The standard of care for unresectable lung cancer is chemoradiation. However, therapeutic options are limited and patients are rarely cured. We have previously shown that vitamin D and vitamin D analogs such as EB 1089 can enhance the response to radiation in breast cancer through the promotion of a cytotoxic form of autophagy. In A549 and H460 non-small cell lung cancer (NSCLC) cells, 1,25-D3 (the hormonally active form of vitamin D) and EB 1089 prolonged the growth arrest induced by radiation alone and suppressed proliferative recovery, which translated to a significant reduction in clonogenic survival. In H838 or H358 NSCLC cells, which lack VDR/vitamin D receptor or functional TP53, respectively, 1,25-D3 failed to modify the extent of radiation-induced growth arrest or suppress proliferative recovery post-irradiation. Sensitization to radiation in H1299 NSCLC cells was evident only when TP53 was induced in otherwise tp53-null H1299 NSCLC cells. Sensitization was not associated with increased DNA damage, decreased DNA repair or an increase in apoptosis, necrosis, or senescence. Instead sensitization appeared to be a consequence of the conversion of the cytoprotective autophagy induced by radiation alone to a novel cytostatic form of autophagy by the combination of 1,25-D3 or EB 1089 with radiation.

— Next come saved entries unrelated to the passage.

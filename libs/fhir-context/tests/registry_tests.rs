use std::thread;
use tessera_context::{registry_for, FhirVersion, FieldKind, FieldType, ShapeKind, ShapeRegistry};

#[test]
fn test_each_version_has_its_own_registry() {
    let stu3 = registry_for(FhirVersion::Stu3);
    let r4 = registry_for(FhirVersion::R4);

    assert_eq!(stu3.version(), FhirVersion::Stu3);
    assert_eq!(r4.version(), FhirVersion::R4);
    assert!(!std::ptr::eq(
        stu3.lookup("Meta").unwrap(),
        r4.lookup("Meta").unwrap()
    ));
}

#[test]
fn test_resource_types_are_resources() {
    for version in FhirVersion::ALL {
        let registry = registry_for(version);
        let mut names: Vec<_> = registry.resource_types().collect();
        names.sort_unstable();
        assert!(names.contains(&"Patient"), "{version} has Patient");
        for name in names {
            let shape = registry.lookup_resource(name).unwrap();
            assert_eq!(shape.kind, ShapeKind::Resource);
            assert!(shape.field("id").is_some());
        }
    }
    assert!(registry_for(FhirVersion::R4)
        .resource_types()
        .any(|name| name == "Account"));
    assert!(!registry_for(FhirVersion::Stu3)
        .resource_types()
        .any(|name| name == "Account"));
}

#[test]
fn test_choice_fields_declare_suffixes() {
    let patient = registry_for(FhirVersion::R4).lookup_resource("Patient").unwrap();
    let deceased = patient.field("deceased").unwrap();
    let FieldKind::Choice(options) = deceased.kind else {
        panic!("deceased should be a choice field");
    };
    let suffixes: Vec<_> = options.iter().map(|o| o.suffix).collect();
    assert_eq!(suffixes, vec!["Boolean", "DateTime"]);

    let gender = patient.field("gender").unwrap();
    let FieldKind::Single(FieldType::Code(codes)) = gender.kind else {
        panic!("gender should be a bound code");
    };
    assert_eq!(codes.name, "AdministrativeGender");
}

#[test]
fn test_lookups_from_many_threads() {
    let handles: Vec<_> = (0..8)
        .map(|i| {
            thread::spawn(move || {
                let version = FhirVersion::ALL[i % 2];
                let registry: &dyn ShapeRegistry = registry_for(version);
                registry.lookup_resource("Observation").is_some()
            })
        })
        .collect();
    for handle in handles {
        assert!(handle.join().unwrap());
    }
}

While both pharmacological and genetic suppression of autophagy or inhibition of AMPK phosphorylation sensitized the NSCLC cells to radiation alone, inhibition of the cytostatic autophagy induced by the combination treatment reversed sensitization. Evidence for selectivity was provided by lack of radiosensitization in normal human bronchial cells and cardiomyocytes. Taken together, these studies have identified a unique cytostatic function of autophagy that appears to be mediated by VDR, TP53, and possibly AMPK in the promotion of an enhanced response to radiation by 1,25-D3 and EB 1089 in NSCLC.